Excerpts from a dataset
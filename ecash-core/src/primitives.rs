//! Wire DTOs exchanged with a mint, independent of any particular payment
//! rail. Mirrors the mint HTTP API's JSON bodies without depending on an
//! HTTP client or server framework.

use std::fmt::Display;
use std::str::FromStr;

use serde::{Deserialize, Deserializer, Serialize, Serializer};

use crate::blind::{BlindedMessage, BlindedSignature};
use crate::keyset::{Keys, KeysetInfo};
use crate::proof::Proofs;

/// The unit an amount is denominated in. Mints may advertise units this
/// crate doesn't know about by name, hence [`CurrencyUnit::Custom`].
///
/// Serializes/deserializes as the lowercase string from [`Display`]/
/// [`FromStr`] below rather than a derived tagged representation, since
/// an externally-tagged enum can't fold an open-ended `Custom(String)`
/// variant into the same wire shape as its fixed variants.
#[derive(Debug, Clone, PartialEq, Eq, Hash)]
pub enum CurrencyUnit {
    Sat,
    Msat,
    Usd,
    Eur,
    Custom(String),
}

impl Serialize for CurrencyUnit {
    fn serialize<S: Serializer>(&self, serializer: S) -> Result<S::Ok, S::Error> {
        serializer.serialize_str(&self.to_string())
    }
}

impl<'de> Deserialize<'de> for CurrencyUnit {
    fn deserialize<D: Deserializer<'de>>(deserializer: D) -> Result<Self, D::Error> {
        let s = String::deserialize(deserializer)?;
        Ok(s.parse().expect("CurrencyUnit::from_str is infallible"))
    }
}

impl Display for CurrencyUnit {
    fn fmt(&self, f: &mut std::fmt::Formatter<'_>) -> std::fmt::Result {
        match self {
            Self::Sat => write!(f, "sat"),
            Self::Msat => write!(f, "msat"),
            Self::Usd => write!(f, "usd"),
            Self::Eur => write!(f, "eur"),
            Self::Custom(unit) => write!(f, "{unit}"),
        }
    }
}

impl FromStr for CurrencyUnit {
    type Err = std::convert::Infallible;

    fn from_str(s: &str) -> Result<Self, Self::Err> {
        Ok(match s {
            "sat" => Self::Sat,
            "msat" => Self::Msat,
            "usd" => Self::Usd,
            "eur" => Self::Eur,
            other => Self::Custom(other.to_string()),
        })
    }
}

/// `GET /v1/keys` and `GET /v1/keys/{keyset_id}` response.
#[derive(Debug, Clone, Serialize, Deserialize)]
pub struct KeysResponse {
    pub keysets: Vec<Keys>,
}

impl KeysResponse {
    pub fn new(keyset: Keys) -> Self {
        Self {
            keysets: vec![keyset],
        }
    }
}

/// `GET /v1/keysets` response.
#[derive(Debug, Clone, Serialize, Deserialize)]
pub struct KeysetsResponse {
    pub keysets: Vec<KeysetInfo>,
}

/// `POST /v1/mint/quote/{method}` request.
#[derive(Debug, Clone, Serialize, Deserialize)]
pub struct PostMintQuoteRequest {
    pub amount: u64,
    pub unit: CurrencyUnit,
}

/// `POST /v1/mint/quote/{method}` and `GET .../{quote_id}` response.
#[derive(Debug, Clone, Serialize, Deserialize)]
pub struct MintQuoteResponse {
    pub quote: String,
    pub request: String,
    pub paid: bool,
    pub expiry: u64,
}

/// `POST /v1/mint/{method}` request.
#[derive(Debug, Clone, Serialize, Deserialize)]
pub struct PostMintRequest {
    pub quote: String,
    pub outputs: Vec<BlindedMessage>,
}

/// `POST /v1/mint/{method}` response.
#[derive(Debug, Clone, Default, Serialize, Deserialize)]
pub struct PostMintResponse {
    pub signatures: Vec<BlindedSignature>,
}

/// `POST /v1/melt/quote/{method}` request.
#[derive(Debug, Clone, Serialize, Deserialize)]
pub struct PostMeltQuoteRequest {
    pub request: String,
    pub unit: CurrencyUnit,
}

/// `POST /v1/melt/quote/{method}` and `GET .../{quote_id}` response.
#[derive(Debug, Clone, Serialize, Deserialize)]
pub struct MeltQuoteResponse {
    pub quote: String,
    pub amount: u64,
    pub fee_reserve: u64,
    pub paid: bool,
    pub expiry: u64,
}

/// `POST /v1/melt/{method}` request.
#[derive(Debug, Clone, Serialize, Deserialize)]
pub struct PostMeltRequest {
    pub quote: String,
    pub inputs: Proofs,
    /// Blank outputs for NUT-08 fee-reserve change; may be empty.
    #[serde(skip_serializing_if = "Vec::is_empty", default)]
    pub outputs: Vec<BlindedMessage>,
}

/// `POST /v1/melt/{method}` response.
///
/// `paid` defaults to `false` on deserialization if the mint omits it.
#[derive(Debug, Clone, Serialize, Deserialize)]
pub struct PostMeltResponse {
    #[serde(default)]
    pub paid: bool,
    pub payment_preimage: Option<String>,
    #[serde(skip_serializing_if = "Option::is_none")]
    pub change: Option<Vec<BlindedSignature>>,
}

/// `POST /v1/swap` request.
#[derive(Debug, Clone, Serialize, Deserialize)]
pub struct PostSwapRequest {
    pub inputs: Proofs,
    pub outputs: Vec<BlindedMessage>,
}

/// `POST /v1/swap` response.
#[derive(Debug, Clone, Default, Serialize, Deserialize)]
pub struct PostSwapResponse {
    pub signatures: Vec<BlindedSignature>,
}

/// `POST /v1/checkstate` request.
#[derive(Debug, Clone, Serialize, Deserialize)]
pub struct PostCheckStateRequest {
    #[serde(rename = "Ys")]
    pub ys: Vec<String>,
}

/// Lifecycle state of a proof, as reported by the mint's check-state
/// endpoint (NUT-07).
#[derive(Debug, Clone, Copy, PartialEq, Eq, Serialize, Deserialize)]
#[serde(rename_all = "UPPERCASE")]
pub enum ProofState {
    Unspent,
    Pending,
    Spent,
}

impl Display for ProofState {
    fn fmt(&self, f: &mut std::fmt::Formatter<'_>) -> std::fmt::Result {
        match self {
            Self::Unspent => write!(f, "UNSPENT"),
            Self::Pending => write!(f, "PENDING"),
            Self::Spent => write!(f, "SPENT"),
        }
    }
}

/// One proof's reported state in a [`PostCheckStateResponse`].
#[derive(Debug, Clone, Serialize, Deserialize)]
pub struct ProofStatus {
    #[serde(rename = "Y")]
    pub y: String,
    pub state: ProofState,
    pub witness: Option<String>,
}

/// `POST /v1/checkstate` response.
#[derive(Debug, Clone, Serialize, Deserialize)]
pub struct PostCheckStateResponse {
    pub states: Vec<ProofStatus>,
}

/// `POST /v1/restore` request — NUT-09 recovery of proofs for a
/// deterministically derived secret range.
#[derive(Debug, Clone, Serialize, Deserialize)]
pub struct PostRestoreRequest {
    pub outputs: Vec<BlindedMessage>,
}

/// `POST /v1/restore` response.
#[derive(Debug, Clone, Serialize, Deserialize)]
pub struct PostRestoreResponse {
    pub outputs: Vec<BlindedMessage>,
    pub signatures: Vec<BlindedSignature>,
}

/// `GET /v1/info` response.
#[derive(Debug, Clone, Serialize, Deserialize)]
pub struct MintInfoResponse {
    pub name: Option<String>,
    pub pubkey: Option<String>,
    pub version: Option<String>,
    pub description: Option<String>,
}

#[cfg(test)]
mod tests {
    use pretty_assertions::assert_eq;

    use super::*;

    #[test]
    fn test_serialize_empty_swap_response() {
        let response = PostSwapResponse::default();
        let serialized = serde_json::to_string(&response).unwrap();
        assert_eq!(serialized, "{\"signatures\":[]}");
    }

    #[test]
    fn test_currency_unit_roundtrips_through_display_and_fromstr() {
        for unit in [CurrencyUnit::Sat, CurrencyUnit::Usd, CurrencyUnit::Eur] {
            let parsed: CurrencyUnit = unit.to_string().parse().unwrap();
            assert_eq!(parsed, unit);
        }
    }

    #[test]
    fn test_unknown_currency_unit_becomes_custom() {
        let parsed: CurrencyUnit = "gbp".parse().unwrap();
        assert_eq!(parsed, CurrencyUnit::Custom("gbp".into()));
    }

    #[test]
    fn test_serialize_mint_info() {
        let mint_info = MintInfoResponse {
            name: Some("Example Mint".to_string()),
            pubkey: None,
            version: Some("0.1.0".to_string()),
            description: None,
        };
        let out = serde_json::to_string(&mint_info).unwrap();
        assert!(out.contains("Example Mint"));
    }
}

**Exercise requirements:** Return only the count of lines in the records that hold the word "Example".

**Exercise output:** 2